Scotia's Diversified Financial Anlysis

Diversified Financials
Best Ideas & Q2/18 Overview

OUR TAKE: We have published our Best Ideas & Q2/18 Overview report. Key themes in the report include: (1) maintaining a late-cycle barbell approach as we progress through 2H/18; (2) an investment framework tailored to diversified financials; (3) IFC – we remain positive given recent operational progress and defensive positioning; (4) MSI – acquisition of LifeWorks appears to be progressing well; (5) Element Fleet Management Corporation – with a refreshed management team in place, investors await results of the strategic assessment; and (6) valuation disparities widen across the asset management sector. Across the diversified financials space, 2018 continues to be characterized by a wide disparity in stock performance, likely creating large opportunities for alpha generation. On a year-to-date basis, we estimate roughly 55 percentage points of separation between top- and bottom-performing stocks. Our best ideas by investment style range from value to GARP. On the large cap growth side, we like IFC and IGM, and for value, we like POW. Our top small cap names are FSZ for GARP and GCG.A and ECN for value.
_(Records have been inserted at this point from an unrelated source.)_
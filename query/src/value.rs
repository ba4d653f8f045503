//! The dynamic value type carried by queries and mutations.
//!
//! Every composite node lives behind an `Arc`, so cloning a value is cheap and
//! two values can be checked for *reference* equality with [`Value::ptr_eq`].
//! Structural sharing relies on that distinction: an unchanged subtree keeps
//! its allocation across refetches.

use std::any::Any;
use std::collections::BTreeMap;
use std::fmt;
use std::sync::Arc;

use serde::de::{DeserializeOwned, Deserializer};
use serde::ser::{Error as _, SerializeMap, SerializeSeq, Serializer};
use serde::{Deserialize, Serialize};
use serde_json::Number;

use crate::error::{Error, Result};

pub type Map = BTreeMap<String, Value>;

#[derive(Clone, Default)]
pub enum Value {
  #[default]
  Null,
  Bool(bool),
  Number(Number),
  String(Arc<str>),
  Array(Arc<Vec<Value>>),
  Object(Arc<Map>),
  /// Any Rust value that is not JSON-shaped. Compared by reference only and
  /// never serialized.
  Opaque(Arc<dyn Any + Send + Sync>),
}

impl Value {
  pub fn array<I>(items: I) -> Self
  where
    I: IntoIterator,
    I::Item: Into<Value>,
  {
    Value::Array(Arc::new(items.into_iter().map(Into::into).collect()))
  }

  pub fn object<I, K>(entries: I) -> Self
  where
    I: IntoIterator<Item = (K, Value)>,
    K: Into<String>,
  {
    Value::Object(Arc::new(
      entries.into_iter().map(|(k, v)| (k.into(), v)).collect(),
    ))
  }

  pub fn opaque<T: Any + Send + Sync>(value: T) -> Self {
    Value::Opaque(Arc::new(value))
  }

  /// Converts any serializable Rust value.
  pub fn from_serialize<T: Serialize + ?Sized>(value: &T) -> Result<Self> {
    Ok(serde_json::to_value(value)?.into())
  }

  /// Converts back into a concrete Rust type.
  pub fn deserialize<T: DeserializeOwned>(&self) -> Result<T> {
    Ok(serde_json::from_value(self.to_json()?)?)
  }

  /// Renders the value as plain JSON. Fails on opaque nodes.
  pub fn to_json(&self) -> Result<serde_json::Value> {
    Ok(match self {
      Value::Null => serde_json::Value::Null,
      Value::Bool(b) => serde_json::Value::Bool(*b),
      Value::Number(n) => serde_json::Value::Number(n.clone()),
      Value::String(s) => serde_json::Value::String(s.to_string()),
      Value::Array(items) => serde_json::Value::Array(
        items.iter().map(Value::to_json).collect::<Result<_>>()?,
      ),
      Value::Object(map) => serde_json::Value::Object(
        map
          .iter()
          .map(|(k, v)| Ok((k.clone(), v.to_json()?)))
          .collect::<Result<_>>()?,
      ),
      Value::Opaque(_) => {
        return Err(Error::Conversion(
          "opaque values have no JSON representation".into(),
        ))
      }
    })
  }

  /// Reference equality: scalars compare by value, composite nodes by
  /// allocation.
  pub fn ptr_eq(&self, other: &Value) -> bool {
    match (self, other) {
      (Value::Null, Value::Null) => true,
      (Value::Bool(a), Value::Bool(b)) => a == b,
      (Value::Number(a), Value::Number(b)) => a == b,
      (Value::String(a), Value::String(b)) => a == b,
      (Value::Array(a), Value::Array(b)) => Arc::ptr_eq(a, b),
      (Value::Object(a), Value::Object(b)) => Arc::ptr_eq(a, b),
      (Value::Opaque(a), Value::Opaque(b)) => {
        Arc::as_ptr(a) as *const () == Arc::as_ptr(b) as *const ()
      }
      _ => false,
    }
  }

  pub fn is_null(&self) -> bool {
    matches!(self, Value::Null)
  }

  pub fn as_bool(&self) -> Option<bool> {
    match self {
      Value::Bool(b) => Some(*b),
      _ => None,
    }
  }

  pub fn as_i64(&self) -> Option<i64> {
    match self {
      Value::Number(n) => n.as_i64(),
      _ => None,
    }
  }

  pub fn as_u64(&self) -> Option<u64> {
    match self {
      Value::Number(n) => n.as_u64(),
      _ => None,
    }
  }

  pub fn as_f64(&self) -> Option<f64> {
    match self {
      Value::Number(n) => n.as_f64(),
      _ => None,
    }
  }

  pub fn as_str(&self) -> Option<&str> {
    match self {
      Value::String(s) => Some(s),
      _ => None,
    }
  }

  pub fn as_array(&self) -> Option<&[Value]> {
    match self {
      Value::Array(items) => Some(items),
      _ => None,
    }
  }

  pub fn as_object(&self) -> Option<&Map> {
    match self {
      Value::Object(map) => Some(map),
      _ => None,
    }
  }

  /// Object field lookup.
  pub fn get(&self, key: &str) -> Option<&Value> {
    self.as_object().and_then(|map| map.get(key))
  }

  pub fn downcast_ref<T: Any>(&self) -> Option<&T> {
    match self {
      Value::Opaque(inner) => inner.downcast_ref::<T>(),
      _ => None,
    }
  }
}

/// Reference equality lifted over optional values.
pub(crate) fn opt_ptr_eq(a: Option<&Value>, b: Option<&Value>) -> bool {
  match (a, b) {
    (Some(a), Some(b)) => a.ptr_eq(b),
    (None, None) => true,
    _ => false,
  }
}

impl PartialEq for Value {
  fn eq(&self, other: &Self) -> bool {
    match (self, other) {
      (Value::Array(a), Value::Array(b)) => Arc::ptr_eq(a, b) || a == b,
      (Value::Object(a), Value::Object(b)) => Arc::ptr_eq(a, b) || a == b,
      _ => self.ptr_eq(other),
    }
  }
}

impl fmt::Debug for Value {
  fn fmt(&self, f: &mut fmt::Formatter<'_>) -> fmt::Result {
    match self {
      Value::Null => f.write_str("Null"),
      Value::Bool(b) => write!(f, "Bool({b})"),
      Value::Number(n) => write!(f, "Number({n})"),
      Value::String(s) => write!(f, "String({s:?})"),
      Value::Array(items) => f.debug_list().entries(items.iter()).finish(),
      Value::Object(map) => f.debug_map().entries(map.iter()).finish(),
      Value::Opaque(_) => f.write_str("Opaque(..)"),
    }
  }
}

impl From<serde_json::Value> for Value {
  fn from(value: serde_json::Value) -> Self {
    match value {
      serde_json::Value::Null => Value::Null,
      serde_json::Value::Bool(b) => Value::Bool(b),
      serde_json::Value::Number(n) => Value::Number(n),
      serde_json::Value::String(s) => Value::String(s.into()),
      serde_json::Value::Array(items) => Value::array(items),
      serde_json::Value::Object(map) => Value::object(map.into_iter().map(|(k, v)| (k, v.into()))),
    }
  }
}

impl From<bool> for Value {
  fn from(b: bool) -> Self {
    Value::Bool(b)
  }
}

macro_rules! number_from {
  ($($ty:ty),*) => {
    $(
      impl From<$ty> for Value {
        fn from(n: $ty) -> Self {
          Value::Number(Number::from(n))
        }
      }
    )*
  };
}

number_from!(i8, i16, i32, i64, u8, u16, u32, u64, usize, isize);

impl From<f64> for Value {
  fn from(n: f64) -> Self {
    Number::from_f64(n).map_or(Value::Null, Value::Number)
  }
}

impl From<&str> for Value {
  fn from(s: &str) -> Self {
    Value::String(s.into())
  }
}

impl From<String> for Value {
  fn from(s: String) -> Self {
    Value::String(s.into())
  }
}

impl From<Vec<Value>> for Value {
  fn from(items: Vec<Value>) -> Self {
    Value::Array(Arc::new(items))
  }
}

impl From<Map> for Value {
  fn from(map: Map) -> Self {
    Value::Object(Arc::new(map))
  }
}

impl<T: Into<Value>> From<Option<T>> for Value {
  fn from(value: Option<T>) -> Self {
    value.map_or(Value::Null, Into::into)
  }
}

impl Serialize for Value {
  fn serialize<S: Serializer>(&self, serializer: S) -> std::result::Result<S::Ok, S::Error> {
    match self {
      Value::Null => serializer.serialize_unit(),
      Value::Bool(b) => serializer.serialize_bool(*b),
      Value::Number(n) => n.serialize(serializer),
      Value::String(s) => serializer.serialize_str(s),
      Value::Array(items) => {
        let mut seq = serializer.serialize_seq(Some(items.len()))?;
        for item in items.iter() {
          seq.serialize_element(item)?;
        }
        seq.end()
      }
      Value::Object(map) => {
        let mut out = serializer.serialize_map(Some(map.len()))?;
        for (k, v) in map.iter() {
          out.serialize_entry(k, v)?;
        }
        out.end()
      }
      Value::Opaque(_) => Err(S::Error::custom(
        "opaque values have no serialized representation",
      )),
    }
  }
}

impl<'de> Deserialize<'de> for Value {
  fn deserialize<D: Deserializer<'de>>(deserializer: D) -> std::result::Result<Self, D::Error> {
    serde_json::Value::deserialize(deserializer).map(Value::from)
  }
}

#[cfg(test)]
mod tests {
  use super::*;
  use serde_json::json;

  #[test]
  fn clones_share_composite_nodes() {
    let value = Value::from(json!({ "a": [1, 2, 3] }));
    let copy = value.clone();
    assert!(value.ptr_eq(&copy));

    let rebuilt = Value::from(json!({ "a": [1, 2, 3] }));
    assert!(!value.ptr_eq(&rebuilt));
    assert_eq!(value, rebuilt);
  }

  #[test]
  fn opaque_values_refuse_json() {
    let value = Value::opaque(42_u8);
    assert_eq!(value.downcast_ref::<u8>(), Some(&42));
    assert!(value.to_json().is_err());
  }

  #[test]
  fn typed_conversion() {
    #[derive(Serialize, Deserialize, PartialEq, Debug)]
    struct Todo {
      id: u32,
      title: String,
    }

    let todo = Todo { id: 1, title: "write tests".into() };
    let value = Value::from_serialize(&todo).unwrap();
    assert_eq!(value.get("id").and_then(Value::as_u64), Some(1));
    assert_eq!(value.deserialize::<Todo>().unwrap(), todo);
  }
}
We remain sensitive to valuation, and a number of large cap stocks are on our watch list, including TMX. KEY POINTS We are maintaining our late-cycle barbell approach as we progress through 2H/18. Global trade tensions continue to make headlines and spur market volatility. According to Scotiabank GBM's Portfolio Strategist, Hugo Ste-Marie, although headline risks related to global trade tensions abound, and although volatility could remain high, fundamentals continue to be supportive – for now – underpinned by a solid corporate earnings outlook. In light of the return of volatility and given a number of lingering market concerns, we believe investors have become increasingly selective, particularly across the financial services sector. We continue to see an investor bias toward quality and dividends across the sector. An all-out defensive stance is still premature, in our opinion, and we maintain our late-cycle barbell approach.

We updated our investment framework, which highlights some key attributes that we believe financial services investors screen in their selection process. These include: (1) Company Quality & Industry Fundamentals; (2) Dividends & Earnings Growth Outlook; (3) Valuation & Upside Potential; and (4) Quant Score & Momentum Indicators. While our rankings were largely intact, we do highlight some movement in overall rankings for our top names. On the large cap side, PWF took the top spot while IFC was bumped out of the top three, and on the small cap side, MSI jumped into the top three, edging out GCG. Our ratings remain unchanged coming out of the Q2/18 reporting season; however, we have made some revisions to our targets. We have trimmed our targets for AGF, HCG, and IGM after revisiting our target multiples, but increased our target for GCG given an upward revision to our NAV forecast.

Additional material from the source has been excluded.